This topic is majorly for those that found love and are worried that distance could fail them as well as couple already long distanced. In the world now, there’s this feeling of satisfaction and extreme familiarity we get from our partners being close to one another, this could be a major turn off to disturbing the connections within a relationship. Long distance partners usually have the same or more satisfaction generated in relationships than couples that are geographically close and these sets of couples tend to be more dedicated and high tendencies of wanting each other more which will definitely be increasing the connections within a relationship than people that are close to each other. Personally, nowadays, I tend to understand and know more about my partner than when we were close together because of the constant talking and conversation. This usually is a strong and vital way of getting to know more about a partner since you both spend more time on conversations than sitting close to each in a cinema hall or out at an eatery or watching the birds together on the sands of beaches, these are actually awesome ways to create memories but a lot more people tend to shy away from their partner in disclosing more about themselves while on a physical date or hangout.

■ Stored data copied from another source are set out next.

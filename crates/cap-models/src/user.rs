//! User directory entry
//!
//! The user directory is an external collaborator; the core only reads
//! `{role, skills}` and records supervised project ids on assignment.

use cap_core::traits::Id;
use cap_core::types::Role;
use serde::{Deserialize, Serialize};

#[derive(Debug, Clone, Serialize, Deserialize)]
#[serde(rename_all = "camelCase")]
pub struct DirectoryUser {
    pub id: Id,
    pub name: String,
    pub role: Role,
    /// Skill tokens, matched case-insensitively against project requirements
    #[serde(default)]
    pub skills: Vec<String>,
    /// Projects this user supervises (only meaningful for supervisors)
    #[serde(default)]
    pub supervised_project_ids: Vec<Id>,
}

impl DirectoryUser {
    pub fn new(id: Id, name: impl Into<String>, role: Role) -> Self {
        Self {
            id,
            name: name.into(),
            role,
            skills: Vec::new(),
            supervised_project_ids: Vec::new(),
        }
    }

    pub fn with_skills(mut self, skills: Vec<String>) -> Self {
        self.skills = skills;
        self
    }

    pub fn is_student(&self) -> bool {
        self.role == Role::Student
    }

    pub fn is_supervisor(&self) -> bool {
        self.role == Role::Supervisor
    }
}
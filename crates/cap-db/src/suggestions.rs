//! Team match suggestions repository
//!
//! Table: team_match_suggestions

use async_trait::async_trait;
use chrono::{DateTime, Utc};
use cap_core::traits::Id;
use cap_core::types::MatchLevel;
use cap_models::TeamMatchSuggestion;
use cap_store::{StoreError, StoreResult, SuggestionStore};
use sqlx::{FromRow, PgPool};

use crate::db_err;

#[derive(Debug, Clone, FromRow)]
struct SuggestionRow {
    id: i64,
    project_id: i64,
    student_id: i64,
    match_score: i32,
    matched_skills: Vec<String>,
    missing_skills: Vec<String>,
    match_level: String,
    created_at: DateTime<Utc>,
}

fn parse_level(level: &str) -> Result<MatchLevel, StoreError> {
    match level {
        "best_fit" => Ok(MatchLevel::BestFit),
        "good_fit" => Ok(MatchLevel::GoodFit),
        "needs_training" => Ok(MatchLevel::NeedsTraining),
        "no_requirements" => Ok(MatchLevel::NoRequirements),
        other => Err(StoreError::Database(format!(
            "unknown match level {:?}",
            other
        ))),
    }
}

impl TryFrom<SuggestionRow> for TeamMatchSuggestion {
    type Error = StoreError;

    fn try_from(row: SuggestionRow) -> Result<Self, Self::Error> {
        Ok(TeamMatchSuggestion {
            id: Some(row.id),
            project_id: row.project_id,
            student_id: row.student_id,
            match_score: row.match_score.clamp(0, 100) as u8,
            matched_skills: row.matched_skills,
            missing_skills: row.missing_skills,
            match_level: parse_level(&row.match_level)?,
            created_at: Some(row.created_at),
        })
    }
}

pub struct PgSuggestionStore {
    pool: PgPool,
}

impl PgSuggestionStore {
    pub fn new(pool: PgPool) -> Self {
        Self { pool }
    }
}

#[async_trait]
impl SuggestionStore for PgSuggestionStore {
    async fn replace_for_project(
        &self,
        project_id: Id,
        suggestions: Vec<TeamMatchSuggestion>,
    ) -> StoreResult<()> {
        // Delete and insert inside one transaction so readers never observe
        // an empty interval.
        let mut tx = self.pool.begin().await.map_err(db_err)?;

        sqlx::query("DELETE FROM team_match_suggestions WHERE project_id = $1")
            .bind(project_id)
            .execute(&mut *tx)
            .await
            .map_err(db_err)?;

        for suggestion in &suggestions {
            sqlx::query(
                r#"
                INSERT INTO team_match_suggestions
                    (project_id, student_id, match_score, matched_skills,
                     missing_skills, match_level)
                VALUES ($1, $2, $3, $4, $5, $6)
                "#,
            )
            .bind(project_id)
            .bind(suggestion.student_id)
            .bind(suggestion.match_score as i32)
            .bind(&suggestion.matched_skills)
            .bind(&suggestion.missing_skills)
            .bind(suggestion.match_level.as_str())
            .execute(&mut *tx)
            .await
            .map_err(db_err)?;
        }

        tx.commit().await.map_err(db_err)
    }

    async fn list_for_project(&self, project_id: Id) -> StoreResult<Vec<TeamMatchSuggestion>> {
        let rows = sqlx::query_as::<_, SuggestionRow>(
            r#"
            SELECT id, project_id, student_id, match_score, matched_skills,
                   missing_skills, match_level, created_at
            FROM team_match_suggestions
            WHERE project_id = $1
            ORDER BY match_score DESC, student_id
            "#,
        )
        .bind(project_id)
        .fetch_all(&self.pool)
        .await
        .map_err(db_err)?;

        rows.into_iter().map(TeamMatchSuggestion::try_from).collect()
    }
}
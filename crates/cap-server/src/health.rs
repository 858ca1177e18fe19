//! Health endpoints

use std::sync::Arc;

use axum::{extract::State, http::StatusCode, response::IntoResponse, Json};
use sqlx::PgPool;

/// State for health checks
pub struct HealthState {
    /// Present when the server runs against Postgres; absent in the
    /// in-memory fallback.
    pub db: Option<PgPool>,
}

/// GET /health and /health/live
pub async fn liveness() -> impl IntoResponse {
    Json(serde_json::json!({ "status": "ok" }))
}

/// GET /health/ready
pub async fn readiness(State(state): State<Arc<HealthState>>) -> impl IntoResponse {
    match &state.db {
        Some(pool) => match sqlx::query("SELECT 1").execute(pool).await {
            Ok(_) => (
                StatusCode::OK,
                Json(serde_json::json!({ "status": "ok", "database": "ok" })),
            ),
            Err(err) => {
                tracing::warn!(error = %err, "readiness check failed");
                (
                    StatusCode::SERVICE_UNAVAILABLE,
                    Json(serde_json::json!({ "status": "degraded", "database": "unreachable" })),
                )
            }
        },
        None => (
            StatusCode::OK,
            Json(serde_json::json!({ "status": "ok", "database": "in-memory" })),
        ),
    }
}
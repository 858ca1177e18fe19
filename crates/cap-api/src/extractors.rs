//! Axum extractors
//!
//! The upstream auth layer terminates authentication and injects the
//! verified principal as `x-user-id` and `x-user-role` headers; requests
//! reaching this service without them are rejected.

use axum::{async_trait, extract::FromRequestParts, http::request::Parts};
use cap_core::traits::Id;
use cap_core::types::{Principal, Role};

use crate::error::ApiError;

/// Authenticated principal extractor
pub struct AuthPrincipal(pub Principal);

#[async_trait]
impl<S> FromRequestParts<S> for AuthPrincipal
where
    S: Send + Sync,
{
    type Rejection = ApiError;

    async fn from_request_parts(parts: &mut Parts, _state: &S) -> Result<Self, Self::Rejection> {
        let id = parts
            .headers
            .get("x-user-id")
            .and_then(|value| value.to_str().ok())
            .and_then(|value| value.parse::<Id>().ok());
        let role = parts
            .headers
            .get("x-user-role")
            .and_then(|value| value.to_str().ok())
            .and_then(Role::parse);

        match (id, role) {
            (Some(id), Some(role)) => Ok(AuthPrincipal(Principal::new(id, role))),
            _ => Err(ApiError::unauthorized(
                "missing or invalid principal headers",
            )),
        }
    }
}

impl std::ops::Deref for AuthPrincipal {
    type Target = Principal;

    fn deref(&self) -> &Self::Target {
        &self.0
    }
}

Sometimes when after a long date with my partner, I return back and remember all the things I could have asked or said but didn’t or couldn’t.

Partners that are apart tend to grow and cultivate personal interests and friendships so you will have more interesting things to bring together to the relationship. You have more quiet time to make sole decisions and plans so whenever you meet your partner you’re very much excited and would definitely value the time you do spend together and have a lot to talk about.

Even though long distance relationships could breed lots of problems at the initial stage, here are some tips on how to overcome these issues as to not lead to both partners going separate ways, this hurts.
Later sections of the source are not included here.